Reflections of the Dead (video) was almost ridiculously simple – a classic mirror maze populated with shrieking, pop-out actors – but helped me get in touch with the idea that these houses are supposed to be fun; you're supposed to be laughing. Wicked Woods didn't make a lot of sense story-wise, but included some great show scenes that made me want to stop and watch for a moment, including a finale with a voodoo priest, music, fog, light, and sound.
There's only one haunted house that felt "not good," and that would be Xpedition Dino: Survival (video). While I personally enjoyed walking along the paved roadway that would usually permit personal vehicles into this up-charge, add-on animatronic dinosaur spur of the drive-through Safari, it wasn't a "haunted house." Animatronic, educational dinosaur walkthroughs have been all the rage at theme parks over the last decade, but anyone who's stepped through one will tell you, the animatronics aren't exactly intimidating or aggressive or quick. As a peaceful trail past well-lit dinosaurs in a foggy, dark woods, it's a cool experience, but the addition of a handful of scareactors really couldn't turn it into a "haunted house" where it should've been a family offering.
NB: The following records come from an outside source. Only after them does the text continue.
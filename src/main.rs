//! Page-Harvest main entry point
//!
//! This is the command-line interface for the Page-Harvest record harvester.

use anyhow::Context;
use clap::Parser;
use page_harvest::config::{load_config_with_hash, validate, Config};
use page_harvest::crawler::Harvester;
use page_harvest::output::{harvest_into, print_summary, CsvSink};
use std::path::{Path, PathBuf};
use tracing_subscriber::EnvFilter;
use url::Url;

/// Page-Harvest: a paginated record harvester
///
/// Page-Harvest follows "next page" links from a starting URL, extracts
/// title, price, availability and item URL from every listing page,
/// and writes them to a CSV file.
#[derive(Parser, Debug)]
#[command(name = "page-harvest")]
#[command(version)]
#[command(about = "A paginated record harvester", long_about = None)]
struct Cli {
    /// Path to an optional TOML configuration file
    #[arg(short, long, value_name = "CONFIG")]
    config: Option<PathBuf>,

    /// URL of the first listing page
    #[arg(long, value_name = "URL")]
    start_url: Option<String>,

    /// CSV file to write records to
    #[arg(short, long, value_name = "PATH")]
    output: Option<String>,

    /// Per-request timeout in seconds
    #[arg(long, value_name = "SECS")]
    timeout: Option<u64>,

    /// Increase logging verbosity (-v, -vv, -vvv)
    #[arg(short, long, action = clap::ArgAction::Count)]
    verbose: u8,

    /// Suppress non-error output
    #[arg(short, long, conflicts_with = "verbose")]
    quiet: bool,

    /// Validate config and show what would be crawled without fetching anything
    #[arg(long)]
    dry_run: bool,
}

#[tokio::main(flavor = "current_thread")]
async fn main() -> anyhow::Result<()> {
    let cli = Cli::parse();

    // Setup logging based on verbosity
    setup_logging(cli.verbose, cli.quiet);

    let config = load_effective_config(&cli)?;

    if cli.dry_run {
        handle_dry_run(&config);
    } else {
        handle_harvest(&config).await?;
    }

    Ok(())
}

/// Sets up the logging/tracing subscriber based on verbosity level
fn setup_logging(verbose: u8, quiet: bool) {
    let filter = if quiet {
        // Only show errors
        EnvFilter::new("error")
    } else {
        match verbose {
            0 => EnvFilter::new("page_harvest=info,warn"),
            1 => EnvFilter::new("page_harvest=debug,info"),
            2 => EnvFilter::new("page_harvest=trace,debug"),
            _ => EnvFilter::new("trace"),
        }
    };

    tracing_subscriber::fmt()
        .with_env_filter(filter)
        .with_target(false)
        .with_thread_ids(false)
        .with_file(false)
        .init();
}

/// Loads the config file (if any), applies command-line overrides, validates
fn load_effective_config(cli: &Cli) -> anyhow::Result<Config> {
    let mut config = match &cli.config {
        Some(path) => {
            tracing::info!("Loading configuration from: {}", path.display());
            let (config, hash) = load_config_with_hash(path)
                .with_context(|| format!("Failed to load configuration from {}", path.display()))?;
            tracing::info!("Configuration loaded successfully (hash: {})", hash);
            config
        }
        None => Config::default(),
    };

    if let Some(start_url) = &cli.start_url {
        config.crawler.start_url = start_url.clone();
    }
    if let Some(output) = &cli.output {
        config.output.csv_path = output.clone();
    }
    if let Some(timeout) = cli.timeout {
        config.crawler.timeout_secs = timeout;
    }

    validate(&config).context("Invalid configuration")?;
    Ok(config)
}

/// Handles the --dry-run mode: shows the effective configuration
fn handle_dry_run(config: &Config) {
    println!("=== Page-Harvest Dry Run ===\n");

    println!("Crawler Configuration:");
    println!("  Start URL: {}", config.crawler.start_url);
    println!("  Request timeout: {}s", config.crawler.timeout_secs);

    println!("\nUser Agent:");
    println!("  Name: {}", config.user_agent.crawler_name);
    println!("  Version: {}", config.user_agent.crawler_version);

    println!("\nSelectors:");
    println!("  Record: {}", config.selectors.record);
    println!("  Link: {}", config.selectors.link);
    println!("  Price: {}", config.selectors.price);
    println!("  Availability: {}", config.selectors.availability);
    println!("  Next page: {}", config.selectors.next);

    println!("\nOutput:");
    println!("  CSV: {}", config.output.csv_path);

    println!("\n✓ Configuration is valid");
}

/// Handles the main harvest: crawl and stream records into the CSV file
async fn handle_harvest(config: &Config) -> anyhow::Result<()> {
    let start_url = Url::parse(&config.crawler.start_url)?;
    let harvester = Harvester::from_config(config)?;

    let csv_path = Path::new(&config.output.csv_path);
    let mut sink = CsvSink::create(csv_path)
        .with_context(|| format!("Failed to create {}", csv_path.display()))?;

    tracing::info!("Starting harvest at {}", start_url);
    let mut crawl = harvester.crawl(start_url);

    match harvest_into(&mut crawl, &mut sink).await {
        Ok(summary) => {
            print_summary(&summary, &config.output.csv_path);
            Ok(())
        }
        Err(e) => {
            tracing::error!("Harvest failed: {}", e);
            Err(e.into())
        }
    }
}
In terms of pricing, a one-day ticket to Six Flags Great Adventure ranges from $34.99 to $64.99 with parking coming in at a whopping and industry-topping $30. In keeping with Six Flags tradition, the better value might be a 2022 Season Pass that includes the rest of 2021 (for $79.99) or Gold Plus Membership (which, despite its name, seems to be the lowest level Membership?) for $6.99 a month since both include parking. Once you're in the gate, a Fright Pass (with one-time admission to each of the nine Haunted Houses) starts at $34.99 – if you manage all 9, that'd be about $4 per house. Without a Fright Pass, you can still enjoy the atmospheric spooks, entertainment, thrill rides, and outdoor Scarezones.
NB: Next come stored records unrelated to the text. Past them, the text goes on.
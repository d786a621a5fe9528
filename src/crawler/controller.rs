//! Crawl controller - pagination loop and termination rules
//!
//! The controller owns one crawl run. It fetches a page, parses it, hands the
//! page's records out one at a time, and only then decides whether there is a
//! page to fetch next. Records are pulled: nothing is fetched until the
//! consumer asks for a record that is not already buffered.
//!
//! A run ends (and stays ended) when:
//! - The page has no next link
//! - The next link points at the page itself
//! - The next link points at a page already fetched in this run
//! - A fetch fails

use crate::config::Config;
use crate::crawler::fetcher::{FetchResult, HttpFetcher, PageFetcher};
use crate::crawler::parser::{parse_page, ExtractionRules, Record};
use crate::HarvestError;
use futures::Stream;
use std::collections::{HashSet, VecDeque};
use std::fmt;
use std::sync::Arc;
use std::time::Duration;
use url::Url;

/// Why a crawl stopped
#[derive(Debug, Clone, PartialEq, Eq)]
pub enum Termination {
    /// The last fetched page had no next link
    LastPage,

    /// The next link resolved to the page it was found on
    SelfLoop,

    /// The next link resolved to a page already fetched in this run
    Cycle { url: Url },

    /// A page could not be fetched; it contributed no records
    FetchFailed { url: Url, reason: String },
}

impl Termination {
    /// Returns true if the crawl ended because of a failed fetch
    pub fn is_failure(&self) -> bool {
        matches!(self, Self::FetchFailed { .. })
    }
}

impl fmt::Display for Termination {
    fn fmt(&self, f: &mut fmt::Formatter<'_>) -> fmt::Result {
        match self {
            Self::LastPage => write!(f, "reached last page"),
            Self::SelfLoop => write!(f, "next link points to the current page"),
            Self::Cycle { url } => write!(f, "next link revisits {}", url),
            Self::FetchFailed { url, reason } => write!(f, "fetch failed for {}: {}", url, reason),
        }
    }
}

/// Position of a crawl run; lives and dies with one [`Crawl`]
#[derive(Debug, Clone)]
struct CrawlCursor {
    /// The page being (or about to be) fetched
    current_url: Url,

    /// 1-based, diagnostics only
    page_number: u32,

    /// Pages already left behind in this run
    visited: HashSet<Url>,
}

impl CrawlCursor {
    fn new(start_url: Url) -> Self {
        Self {
            current_url: start_url,
            page_number: 1,
            visited: HashSet::new(),
        }
    }

    /// Applies the self-loop and cycle guards to a candidate next page
    fn check_next(&self, next_url: &Url) -> Option<Termination> {
        if *next_url == self.current_url {
            Some(Termination::SelfLoop)
        } else if self.visited.contains(next_url) {
            Some(Termination::Cycle {
                url: next_url.clone(),
            })
        } else {
            None
        }
    }

    fn advance(&mut self, next_url: Url) {
        let previous = std::mem::replace(&mut self.current_url, next_url);
        self.visited.insert(previous);
        self.page_number += 1;
    }
}

/// Outcome of one [`Crawl::step`]
#[derive(Debug, Clone, PartialEq, Eq)]
pub enum Step {
    /// A record from the current page
    Record(Record),

    /// A page was fetched but had no records; the run continues
    EmptyPage,

    /// The run has terminated
    Finished,
}

/// What happens once the current page's records are drained
#[derive(Debug)]
enum AfterPage {
    Advance(Url),
    Stop(Termination),
}

#[derive(Debug)]
enum CrawlState {
    /// `cursor.current_url` is fetched on the next pull
    Fetching,

    /// Buffered records are being handed out
    Emitting { then: AfterPage },

    /// Absorbing: no further fetches
    Terminated(Termination),
}

/// Configured controller: one fetcher and one set of extraction rules
///
/// Every call to [`Harvester::crawl`] starts an independent run with a fresh
/// cursor; nothing is cached between runs.
#[derive(Debug)]
pub struct Harvester<F> {
    fetcher: Arc<F>,
    rules: Arc<ExtractionRules>,
}

impl<F> Clone for Harvester<F> {
    fn clone(&self) -> Self {
        Self {
            fetcher: Arc::clone(&self.fetcher),
            rules: Arc::clone(&self.rules),
        }
    }
}

impl<F: PageFetcher> Harvester<F> {
    pub fn new(fetcher: F, rules: ExtractionRules) -> Self {
        Self {
            fetcher: Arc::new(fetcher),
            rules: Arc::new(rules),
        }
    }

    pub fn fetcher(&self) -> &F {
        &self.fetcher
    }

    /// Starts a new crawl run at `start_url`
    ///
    /// Nothing is fetched until the first record is requested.
    pub fn crawl(&self, start_url: Url) -> Crawl<F> {
        Crawl {
            fetcher: Arc::clone(&self.fetcher),
            rules: Arc::clone(&self.rules),
            cursor: CrawlCursor::new(start_url),
            state: CrawlState::Fetching,
            pending: VecDeque::new(),
            pages_fetched: 0,
            records_emitted: 0,
        }
    }
}

impl Harvester<HttpFetcher> {
    /// Builds an HTTP-backed harvester from a validated configuration
    pub fn from_config(config: &Config) -> Result<Self, HarvestError> {
        let rules = ExtractionRules::from_config(&config.selectors)?;
        let fetcher = HttpFetcher::from_config(
            &config.user_agent,
            Duration::from_secs(config.crawler.timeout_secs),
        )?;
        Ok(Self::new(fetcher, rules))
    }
}

/// One crawl run, consumed by pulling records
pub struct Crawl<F> {
    fetcher: Arc<F>,
    rules: Arc<ExtractionRules>,
    cursor: CrawlCursor,
    state: CrawlState,
    pending: VecDeque<Record>,
    pages_fetched: u32,
    records_emitted: u64,
}

impl<F: PageFetcher> Crawl<F> {
    /// Returns the next record
    ///
    /// Pages are fetched until one yields a record or the crawl terminates, so
    /// a run of empty pages costs several fetches in one call. No page after
    /// the returned record's page is fetched. Use [`Crawl::step`] to bound a
    /// call to a single fetch.
    ///
    /// `None` means the crawl has terminated; see [`Crawl::termination`].
    pub async fn next_record(&mut self) -> Option<Record> {
        loop {
            match self.step().await {
                Step::Record(record) => return Some(record),
                Step::EmptyPage => continue,
                Step::Finished => return None,
            }
        }
    }

    /// Advances the run by at most one fetch
    pub async fn step(&mut self) -> Step {
        let mut fetched = false;
        loop {
            match self.state {
                CrawlState::Terminated(_) => return Step::Finished,
                CrawlState::Fetching if fetched => return Step::EmptyPage,
                CrawlState::Fetching => {
                    self.fetch_current_page().await;
                    fetched = true;
                }
                CrawlState::Emitting { .. } => match self.pending.pop_front() {
                    Some(record) => {
                        self.records_emitted += 1;
                        return Step::Record(record);
                    }
                    None => self.finish_page(),
                },
            }
        }
    }

    /// Adapts the run into a stream of records
    pub fn into_stream(self) -> impl Stream<Item = Record> {
        futures::stream::unfold(self, |mut crawl| async move {
            let record = crawl.next_record().await?;
            Some((record, crawl))
        })
    }

    /// Why the run stopped; `None` while it is still running
    pub fn termination(&self) -> Option<&Termination> {
        match &self.state {
            CrawlState::Terminated(termination) => Some(termination),
            _ => None,
        }
    }

    pub fn is_terminated(&self) -> bool {
        matches!(self.state, CrawlState::Terminated(_))
    }

    /// Number of successful page fetches so far
    pub fn pages_fetched(&self) -> u32 {
        self.pages_fetched
    }

    /// Number of records handed to the consumer so far
    pub fn records_emitted(&self) -> u64 {
        self.records_emitted
    }

    /// Page currently being fetched or emitted
    pub fn current_url(&self) -> &Url {
        &self.cursor.current_url
    }

    pub fn page_number(&self) -> u32 {
        self.cursor.page_number
    }

    /// Fetching → Emitting on success, Fetching → Terminated on failure
    async fn fetch_current_page(&mut self) {
        let url = self.cursor.current_url.clone();
        let page_number = self.cursor.page_number;
        tracing::info!("Fetching page {}: {}", page_number, url);

        let body = match self.fetcher.fetch(&url).await {
            FetchResult::Success { body, .. } => body,
            failed => {
                let reason = failed.failure_reason().unwrap_or_default();
                self.terminate(Termination::FetchFailed { url, reason });
                return;
            }
        };
        self.pages_fetched += 1;

        let parsed = parse_page(&body, &url, &self.rules);
        tracing::info!("Page {}: {} records", page_number, parsed.records.len());
        if parsed.skipped > 0 {
            tracing::debug!(
                "Page {}: skipped {} containers without an item link",
                page_number,
                parsed.skipped
            );
        }

        let then = match parsed.next_url {
            None => AfterPage::Stop(Termination::LastPage),
            Some(next_url) => match self.cursor.check_next(&next_url) {
                Some(termination) => AfterPage::Stop(termination),
                None => AfterPage::Advance(next_url),
            },
        };

        self.pending.extend(parsed.records);
        self.state = CrawlState::Emitting { then };
    }

    /// Emitting → Fetching or Terminated once the buffer is drained
    fn finish_page(&mut self) {
        let state = std::mem::replace(&mut self.state, CrawlState::Fetching);
        match state {
            CrawlState::Emitting {
                then: AfterPage::Advance(next_url),
            } => {
                tracing::debug!("Advancing to {}", next_url);
                self.cursor.advance(next_url);
            }
            CrawlState::Emitting {
                then: AfterPage::Stop(termination),
            } => self.terminate(termination),
            other => self.state = other,
        }
    }

    fn terminate(&mut self, termination: Termination) {
        if termination.is_failure() {
            tracing::warn!("Crawl stopped: {}", termination);
        } else {
            tracing::info!("Crawl finished: {}", termination);
        }
        self.pending.clear();
        self.state = CrawlState::Terminated(termination);
    }
}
Would we recommend Six Flags Great Adventure's Fright Fest? As a relative outsider and someone who's not exactly a haunted house fan, I'd say it's well worth the visit! Especially if Great Adventure is new to you, October weekends feel like a great time to tackle the park's thrill ride collection and add a dozen credits to your coaster count with relatively short waits all morning, then refocus on the scares in the evening. (Wait times really seemed to inflate in the late afternoon as Fright Fest crowds began to show up.)
If you're expecting Universal-level details, movie-tie-ins, and sophisticated scares, Six Flags Great Adventure's Fright Fest may not be for you. But if you just want to have fun and be shrieked at and startled in good, ole' fashioned mazes while roller coasters scream overhead, this is the place to be... just don't mind if I leave before dark.